Use word of mouth to circumvent info overload
17 March 2008
Use word of mouth to circumvent information overload
Productivity and quality of life are fast becoming the victims of the modern business malaise, overwhelming information flow - but the problem can be controlled by building a word of mouth information network.
National Director of New Zealand’s largest business networking group BNI New Zealand, Graham Southwell, says people who have high quality referral networks should consider filtering those networks in to a handful of people who can become their information network.
“Your information network is a select group of people you can call when you lack the information (or knowledge on trends and new developments) you need to succeed.
“There is no doubt that we need a constant supply of information to achieve success, but the clutter often stifles more productive activities such as networking, family and leisure time.”
Basing his information about interactions with BNI New Zealand’s more than 2,000 small and medium business owners, Graham says RSS feeds, email, seminars, books and PDAs, to name just a few information sources, can gobble up too much precious time.
“As author Timothy Ferriss puts it: ‘BlackBerrys and e-mail aren’t inherently bad. It’s just like medicine: it’s the dose that makes the poison’.”
His advice is to know build a group of trusted people around you who can provide you with the ideas, knowledge and solutions only when you need it.

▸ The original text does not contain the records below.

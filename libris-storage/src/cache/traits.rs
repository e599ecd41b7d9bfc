//! Cacheable value trait and the tagged value the cache stores.
//!
//! The cache holds one `QueryData` per key. Typed callers go through
//! [`Cacheable`], which converts their value into and out of that enum.

use libris_core::{Author, BookDetail, SearchPage};
use serde::{Deserialize, Serialize};

/// Value stored in a cache entry.
#[derive(Debug, Clone, PartialEq, Eq, Serialize, Deserialize)]
#[serde(tag = "type", content = "value", rename_all = "snake_case")]
pub enum QueryData {
    SearchPage(SearchPage),
    BookDetail(BookDetail),
    Author(Author),
}

/// Marker trait for types that can be cached.
///
/// `from_data` returns `None` when the stored value belongs to another type;
/// the cache reports that as a type mismatch rather than panicking.
pub trait Cacheable: Clone + Send + Sync + 'static {
    fn into_data(self) -> QueryData;

    fn from_data(data: &QueryData) -> Option<Self>;
}

impl Cacheable for SearchPage {
    fn into_data(self) -> QueryData {
        QueryData::SearchPage(self)
    }

    fn from_data(data: &QueryData) -> Option<Self> {
        match data {
            QueryData::SearchPage(page) => Some(page.clone()),
            _ => None,
        }
    }
}

impl Cacheable for BookDetail {
    fn into_data(self) -> QueryData {
        QueryData::BookDetail(self)
    }

    fn from_data(data: &QueryData) -> Option<Self> {
        match data {
            QueryData::BookDetail(detail) => Some(detail.clone()),
            _ => None,
        }
    }
}

impl Cacheable for Author {
    fn into_data(self) -> QueryData {
        QueryData::Author(self)
    }

    fn from_data(data: &QueryData) -> Option<Self> {
        match data {
            QueryData::Author(author) => Some(author.clone()),
            _ => None,
        }
    }
}

/// Statistics about cache usage.
#[derive(Debug, Clone, Default, PartialEq, Eq)]
pub struct CacheStats {
    /// Reads answered from fresh cached data.
    pub hits: u64,
    /// Reads that had to go to the catalog.
    pub misses: u64,
    /// Network fetches actually issued (after de-duplication).
    pub fetches: u64,
    /// Entries removed by garbage collection.
    pub evictions: u64,
    /// Number of entries currently in cache.
    pub entry_count: u64,
}

impl CacheStats {
    /// Calculate the hit rate (0.0 to 1.0).
    pub fn hit_rate(&self) -> f64 {
        let total = self.hits + self.misses;
        if total == 0 {
            0.0
        } else {
            self.hits as f64 / total as f64
        }
    }
}

#[cfg(test)]
mod tests {
    use super::*;

    #[test]
    fn test_cache_stats_hit_rate() {
        let stats = CacheStats {
            hits: 80,
            misses: 20,
            ..Default::default()
        };
        assert!((stats.hit_rate() - 0.8).abs() < 0.001);

        let empty_stats = CacheStats::default();
        assert!((empty_stats.hit_rate() - 0.0).abs() < 0.001);
    }

    #[test]
    fn test_from_data_rejects_other_kinds() {
        let author = Author {
            name: "Ursula K. Le Guin".to_string(),
            link: None,
        };
        let data = author.clone().into_data();
        assert_eq!(Author::from_data(&data), Some(author));
        assert_eq!(BookDetail::from_data(&data), None);
        assert_eq!(SearchPage::from_data(&data), None);
    }
}
//! LIBRIS Storage - Query Cache and Persistence
//!
//! The in-memory query cache every view reads through, and the adapter that
//! writes it to durable storage between sessions.

pub mod cache;
pub mod persist;

pub use cache::{
    CacheConfig, CacheEvent, CacheStats, Cacheable, FetchStatus, ObserveOptions, QueryClient,
    QueryData, QueryDefaults, QueryDescriptor, QueryObserver, QueryOptions, QueryResult,
    QueryStatus,
};
pub use persist::{
    dehydrate, hydrate, persist_client, restore_client, spawn_persist_task, DehydratedQuery,
    LmdbPersister, MemoryPersister, PersistOptions, PersistedClient, Persister,
};
//! Log output for the TUI.
//!
//! The terminal belongs to the UI, so logs go to a file.

use crate::config::LibrisConfig;
use crate::error::TuiError;
use std::fs::OpenOptions;
use std::sync::Mutex;
use tracing_subscriber::{fmt, layer::SubscriberExt, util::SubscriberInitExt, EnvFilter};

pub const LOG_ENV: &str = "LIBRIS_LOG";
const DEFAULT_DIRECTIVE: &str = "libris=info";

/// Filter from `LIBRIS_LOG`, or `libris=info` when unset or unparsable.
pub fn env_filter() -> EnvFilter {
    EnvFilter::try_from_env(LOG_ENV).unwrap_or_else(|_| EnvFilter::new(DEFAULT_DIRECTIVE))
}

/// Install the global subscriber, appending to `config.log_path`.
pub fn init_tracing(config: &LibrisConfig) -> Result<(), TuiError> {
    if let Some(parent) = config.log_path.parent() {
        std::fs::create_dir_all(parent)?;
    }
    let file = OpenOptions::new()
        .create(true)
        .append(true)
        .open(&config.log_path)?;

    let (json_layer, text_layer) = if config.log_json {
        let layer = fmt::layer()
            .json()
            .with_ansi(false)
            .with_writer(Mutex::new(file));
        (Some(layer), None)
    } else {
        let layer = fmt::layer()
            .with_ansi(false)
            .with_target(true)
            .with_writer(Mutex::new(file));
        (None, Some(layer))
    };

    tracing_subscriber::registry()
        .with(env_filter())
        .with(json_layer)
        .with(text_layer)
        .try_init()
        .map_err(|e| TuiError::Telemetry(e.to_string()))?;

    tracing::info!(
        log_path = %config.log_path.display(),
        json = config.log_json,
        "Telemetry initialized"
    );
    Ok(())
}
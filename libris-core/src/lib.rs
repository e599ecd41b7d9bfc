//! LIBRIS Core - Entity Types
//!
//! Pure data structures, identifiers, query keys and the catalog contract.
//! All other crates depend on this.

pub mod catalog;
pub mod constants;
pub mod entities;
pub mod error;
pub mod identity;
pub mod query;

pub use catalog::{
    normalize_author, normalize_book, normalize_search, record_path, search_query,
    AuthorResponse, CatalogSource, SearchResponse, WorkResponse,
};
pub use constants::*;
pub use entities::{cover_url, Author, BookDetail, BookLink, CoverSize, SearchPage, SearchResult};
pub use error::{CacheError, CatalogError, LibrisError, LibrisResult, PersistError};
pub use identity::{AuthorId, BookId, Timestamp};
pub use query::{ListParams, QueryKey, QueryScope};
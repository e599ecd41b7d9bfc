//! Durable persistence of the query cache.
//!
//! The cache is dehydrated into a [`PersistedClient`] snapshot and handed to
//! a [`Persister`]. On startup the snapshot is restored before the first
//! render, unless it is too old or was written by an incompatible build.

pub mod lmdb;
pub mod snapshot;
pub mod task;

use std::sync::RwLock;

use async_trait::async_trait;
use libris_core::{CacheError, LibrisResult};

pub use lmdb::LmdbPersister;
pub use snapshot::{dehydrate, hydrate, DehydratedQuery, PersistedClient};
pub use task::{persist_client, restore_client, spawn_persist_task, PersistOptions};

/// Durable store for one cache snapshot.
#[async_trait]
pub trait Persister: Send + Sync {
    /// Replace the stored snapshot.
    async fn persist(&self, client: &PersistedClient) -> LibrisResult<()>;

    /// The stored snapshot, if any.
    async fn restore(&self) -> LibrisResult<Option<PersistedClient>>;

    /// Delete the stored snapshot.
    async fn remove(&self) -> LibrisResult<()>;
}

/// Persister that keeps the snapshot in memory.
#[derive(Debug, Default)]
pub struct MemoryPersister {
    snapshot: RwLock<Option<PersistedClient>>,
}

impl MemoryPersister {
    pub fn new() -> Self {
        Self::default()
    }

    /// Start with `snapshot` already stored.
    pub fn with_snapshot(snapshot: PersistedClient) -> Self {
        Self {
            snapshot: RwLock::new(Some(snapshot)),
        }
    }

    pub fn snapshot(&self) -> Option<PersistedClient> {
        self.snapshot.read().ok().and_then(|guard| guard.clone())
    }
}

#[async_trait]
impl Persister for MemoryPersister {
    async fn persist(&self, client: &PersistedClient) -> LibrisResult<()> {
        let mut guard = self
            .snapshot
            .write()
            .map_err(|_| CacheError::LockPoisoned)?;
        *guard = Some(client.clone());
        Ok(())
    }

    async fn restore(&self) -> LibrisResult<Option<PersistedClient>> {
        Ok(self.snapshot())
    }

    async fn remove(&self) -> LibrisResult<()> {
        let mut guard = self
            .snapshot
            .write()
            .map_err(|_| CacheError::LockPoisoned)?;
        *guard = None;
        Ok(())
    }
}
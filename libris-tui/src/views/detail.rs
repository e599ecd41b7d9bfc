//! Book detail screen.

use crate::state::{App, AuthorState, DetailState};
use crate::widgets::{DetailPanel, StatusIndicator};
use libris_core::{cover_url, BookDetail, CoverSize};
use ratatui::{
    layout::{Constraint, Direction, Layout, Rect},
    style::{Modifier, Style},
    text::{Line, Span},
    widgets::{Block, Borders, List, ListItem, Paragraph, Wrap},
    Frame,
};

const LOADING_DESCRIPTION: &str = "Loading description...";

pub fn author_label(author: &AuthorState) -> String {
    match author {
        AuthorState::Unknown => "Unknown author".to_string(),
        AuthorState::Pending => "Loading author...".to_string(),
        AuthorState::Error(message) => format!("Author unavailable: {}", message),
        AuthorState::Ready(author) => author.name.clone(),
    }
}

pub fn description_text(book: &BookDetail) -> &str {
    book.description.as_deref().unwrap_or(LOADING_DESCRIPTION)
}

pub fn cover_urls(book: &BookDetail) -> Vec<String> {
    book.covers
        .iter()
        .map(|id| cover_url(*id, CoverSize::Medium))
        .collect()
}

pub fn render(f: &mut Frame<'_>, app: &App, area: Rect) {
    let border_style = app.theme.border_style(true);
    let (book, author, fetching) = match &app.detail {
        DetailState::Ready {
            book,
            author,
            fetching,
        } => (book, author, *fetching),
        other => {
            let (status, style) = match other {
                DetailState::Error(message) => (
                    format!("Could not load this book: {}", message),
                    Style::default().fg(app.theme.error),
                ),
                _ => (
                    "Loading book...".to_string(),
                    Style::default().fg(app.theme.text_dim),
                ),
            };
            StatusIndicator {
                title: "Book",
                status,
                style,
                border_style,
            }
            .render(f, area);
            return;
        }
    };

    let chunks = Layout::default()
        .direction(Direction::Vertical)
        .constraints([
            Constraint::Length(6),
            Constraint::Min(4),
            Constraint::Length(6),
        ])
        .split(area);

    let label_style = Style::default().fg(app.theme.primary);
    let mut panel = DetailPanel::new("Book", label_style, border_style)
        .styled_field(
            "Title",
            book.title.clone(),
            Style::default().add_modifier(Modifier::BOLD),
        )
        .field("Author", author_label(author));
    if let AuthorState::Ready(found) = author {
        if let Some(link) = &found.link {
            panel = panel.styled_field("Author link", link.clone(), app.theme.link_style());
        }
    }
    let covers = cover_urls(book);
    panel = panel.field(
        "Covers",
        if covers.is_empty() {
            "none".to_string()
        } else {
            covers.join("  ")
        },
    );
    panel.render(f, chunks[0]);

    let description_style = if book.is_skeleton() || fetching {
        Style::default().fg(app.theme.text_dim)
    } else {
        Style::default().fg(app.theme.text)
    };
    let description = Paragraph::new(description_text(book).to_string())
        .style(description_style)
        .wrap(Wrap { trim: false })
        .block(
            Block::default()
                .title("Description")
                .borders(Borders::ALL)
                .border_style(border_style),
        );
    f.render_widget(description, chunks[1]);

    let links: Vec<ListItem> = match &book.links {
        Some(links) if !links.is_empty() => links
            .iter()
            .map(|link| {
                ListItem::new(Line::from(vec![
                    Span::raw(format!("{}: ", link.title)),
                    Span::styled(link.url.clone(), app.theme.link_style()),
                ]))
            })
            .collect(),
        Some(_) => vec![ListItem::new("No links")],
        None if book.is_skeleton() => vec![ListItem::new("Loading links...")],
        None => vec![ListItem::new("No links")],
    };
    f.render_widget(
        List::new(links).block(
            Block::default()
                .title("Links")
                .borders(Borders::ALL)
                .border_style(border_style),
        ),
        chunks[2],
    );
}
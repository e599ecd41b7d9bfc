//! Keybinding definitions for the TUI.

use crate::nav::{Focus, Screen};
use crossterm::event::{KeyCode, KeyEvent, KeyModifiers};

#[derive(Debug, Clone, Copy, PartialEq, Eq)]
pub enum Action {
    Quit,
    /// Run the search typed into the form.
    Submit,
    /// Forward the key to the search form.
    Edit(KeyEvent),
    ToggleFocus,
    MoveUp,
    MoveDown,
    PrevPage,
    NextPage,
    Open,
    Back,
    Refresh,
}

pub fn map_key(event: KeyEvent, screen: Screen, focus: Focus) -> Option<Action> {
    let KeyEvent { code, modifiers, .. } = event;

    if modifiers.contains(KeyModifiers::CONTROL) {
        return match code {
            KeyCode::Char('c') => Some(Action::Quit),
            KeyCode::Char('r') => Some(Action::Refresh),
            _ if screen == Screen::Search && focus == Focus::Input => Some(Action::Edit(event)),
            _ => None,
        };
    }

    match screen {
        Screen::Detail => match code {
            KeyCode::Char('q') => Some(Action::Quit),
            KeyCode::Esc | KeyCode::Backspace | KeyCode::Left | KeyCode::Char('h') => {
                Some(Action::Back)
            }
            _ => None,
        },
        Screen::Search => match focus {
            Focus::Input => match code {
                KeyCode::Enter => Some(Action::Submit),
                KeyCode::Tab | KeyCode::Esc | KeyCode::Down => Some(Action::ToggleFocus),
                _ => Some(Action::Edit(event)),
            },
            Focus::Results => match code {
                KeyCode::Char('q') => Some(Action::Quit),
                KeyCode::Tab | KeyCode::Char('/') => Some(Action::ToggleFocus),
                KeyCode::Enter => Some(Action::Open),
                KeyCode::Up | KeyCode::Char('k') => Some(Action::MoveUp),
                KeyCode::Down | KeyCode::Char('j') => Some(Action::MoveDown),
                KeyCode::Left | KeyCode::Char('h') | KeyCode::PageUp => Some(Action::PrevPage),
                KeyCode::Right | KeyCode::Char('l') | KeyCode::PageDown => Some(Action::NextPage),
                _ => None,
            },
        },
    }
}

An information network is made up of:
People who have the same interests and goals as you do;
* People in the same profession, or who were in your profession and may now be retired;
* Members of professional organisations; and
* Your business network.
How to set up the information network:
“Advice is nothing without action,” says Graham. “Write the names of at least three people you know, or know of, in each category. Name as many individuals as possible because more people mean more information, and then take action; go see them and get it started.”
BNI is New Zealand’s biggest structured referral network with 93 chapters from Dunedin to Northland. Each chapter typically consists of between 20 and 40 business owners and sales people, who work to generate referrals – within a structured environment – for each other as part of a team.